THE points of interest which we have hitherto considered in the history of Abram, have been those chiefly which regarded his belief in, his dependence upon, and his obedience to his God. The incident which we are now approaching is one which will present the patriarch to us in the details of domestic life, in the common transactions between man and man; where we shall have the opportunity of observing whether his daily conduct and temper were in unison with that high character for spiritual attainments with which the writers of inspiration have invested him. Happy would it

be for the Christian world, if its

professors of all

ranks and in all ages could bear the scrunity so safely, and come forth from the investigation so unimpeachably, as the father of the faithful.

Abram had, as we have seen, returned from Egypt into Canaan with all his family, and accompanied by Lot, his nephew Both Abram and Lot had now become extremely rich; their flocks and herds covered the face of the country, and their servants, born in their house and dwelling in their tents, formed of themselves no inconsiderable multitude.

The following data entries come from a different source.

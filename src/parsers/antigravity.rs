//! Antigravity brain directory.
//!
//! Each conversation is a sub-directory named by its UUID. Messages come
//! from the system-generated logs (`overview.txt` then `task_*.txt`),
//! followed by the markdown artifacts the assistant produced.

use std::path::Path;
use tracing::{debug, warn};

use super::{io_error, require_exists, ExportParser};
use crate::error::Result;
use crate::models::{ConversationRecord, Platform, Role};

/// Conversation directories are UUIDs; shorter names are bookkeeping.
const MIN_DIR_NAME_LEN: usize = 31;
const TITLE_MAX_CHARS: usize = 100;
const ARTIFACTS: &[&str] = &["task.md", "implementation_plan.md", "walkthrough.md"];
const USER_MARKER: &str = "USER_REQUEST:";
const ASSISTANT_MARKER: &str = "ASSISTANT:";

pub struct AntigravityParser;

impl ExportParser for AntigravityParser {
    fn platform(&self) -> Platform {
        Platform::Antigravity
    }

    fn parse(&self, path: &Path) -> Result<Vec<ConversationRecord>> {
        require_exists(Platform::Antigravity, path)?;
        if !path.is_dir() {
            return Err(io_error(Platform::Antigravity, path, "expected a brain directory"));
        }

        let mut dirs: Vec<_> = std::fs::read_dir(path)
            .map_err(|e| io_error(Platform::Antigravity, path, e))?
            .filter_map(|e| e.ok())
            .filter(|e| e.path().is_dir() && e.file_name().to_string_lossy().len() >= MIN_DIR_NAME_LEN)
            .map(|e| e.path())
            .collect();
        dirs.sort();
        debug!(count = dirs.len(), "antigravity conversation directories");

        let mut records = Vec::new();
        for dir in dirs {
            match parse_conversation_dir(&dir) {
                Ok(Some(record)) => records.push(record),
                Ok(None) => debug!(dir = %dir.display(), "no messages in antigravity conversation"),
                Err(e) => warn!(dir = %dir.display(), error = %e, "skipping antigravity conversation"),
            }
        }
        Ok(records)
    }
}

fn parse_conversation_dir(dir: &Path) -> std::io::Result<Option<ConversationRecord>> {
    let id = dir
        .file_name()
        .map(|n| n.to_string_lossy().to_string())
        .unwrap_or_default();

    let title = ["task.md", "implementation_plan.md"]
        .iter()
        .find_map(|f| heading_title(&dir.join(f)))
        .unwrap_or_default();

    let mut turns: Vec<(Role, String)> = Vec::new();
    let logs = dir.join(".system_generated").join("logs");
    if logs.is_dir() {
        let overview = logs.join("overview.txt");
        if overview.is_file() {
            turns.extend(parse_overview(&std::fs::read_to_string(&overview)?));
        }

        let mut task_logs: Vec<_> = std::fs::read_dir(&logs)?
            .filter_map(|e| e.ok())
            .map(|e| e.path())
            .filter(|p| {
                p.file_name()
                    .map(|n| {
                        let n = n.to_string_lossy();
                        n.starts_with("task_") && n.ends_with(".txt")
                    })
                    .unwrap_or(false)
            })
            .collect();
        task_logs.sort();
        for log in task_logs {
            let content = std::fs::read_to_string(&log)?;
            if !content.trim().is_empty() {
                let name = log.file_name().map(|n| n.to_string_lossy().to_string()).unwrap_or_default();
                turns.push((Role::Assistant, format!("[Task Log: {}]\n\n{}", name, content)));
            }
        }
    }

    for artifact in ARTIFACTS {
        let path = dir.join(artifact);
        if path.is_file() {
            let content = std::fs::read_to_string(&path)?;
            if !content.trim().is_empty() {
                turns.push((Role::Assistant, format!("[Artifact: {}]\n\n{}", artifact, content)));
            }
        }
    }

    let meta = std::fs::metadata(dir)?;
    let created_at = meta
        .created()
        .or_else(|_| meta.modified())
        .ok()
        .and_then(|t| t.duration_since(std::time::SystemTime::UNIX_EPOCH).ok())
        .map(|d| d.as_secs() as i64)
        .unwrap_or(0);

    let record = ConversationRecord::from_turns(Platform::Antigravity, id, title, created_at, turns);
    Ok((!record.messages.is_empty()).then_some(record))
}

/// The first line of `path` when it is a markdown heading.
fn heading_title(path: &Path) -> Option<String> {
    let content = std::fs::read_to_string(path).ok()?;
    let first = content.lines().next()?.trim();
    if !first.starts_with('#') {
        return None;
    }
    let title: String = first.trim_start_matches('#').trim().chars().take(TITLE_MAX_CHARS).collect();
    (!title.is_empty()).then_some(title)
}

/// Split an overview log into user requests and assistant replies.
fn parse_overview(content: &str) -> Vec<(Role, String)> {
    let mut turns = Vec::new();
    for section in content.split(USER_MARKER).skip(1) {
        match section.split_once(ASSISTANT_MARKER) {
            Some((user, assistant)) => {
                turns.push((Role::User, user.trim().to_string()));
                turns.push((Role::Assistant, assistant.trim().to_string()));
            }
            None => turns.push((Role::User, section.trim().to_string())),
        }
    }
    turns
}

Such wealth could scarcely be expected to exist long in any family without producing its usual results, dissension and division between those who fear not God, and trial and disunion even between those who are the most closely allied to him. We are accordingly informed, "that the land was not able to bear them that they might dwell together; for their substance was great so that they could not dwell together. And there was a strife between the herdmen of Abraham's cattle, and the herdmen of Lot's cattle."

It does not appear that the strife had reached to the heads of the respective families, but it had commenced with the domestics: and instances have not been wanting in latter times, when feuds thus begun have kindled, not only individuals and families, but even clans and nations into war.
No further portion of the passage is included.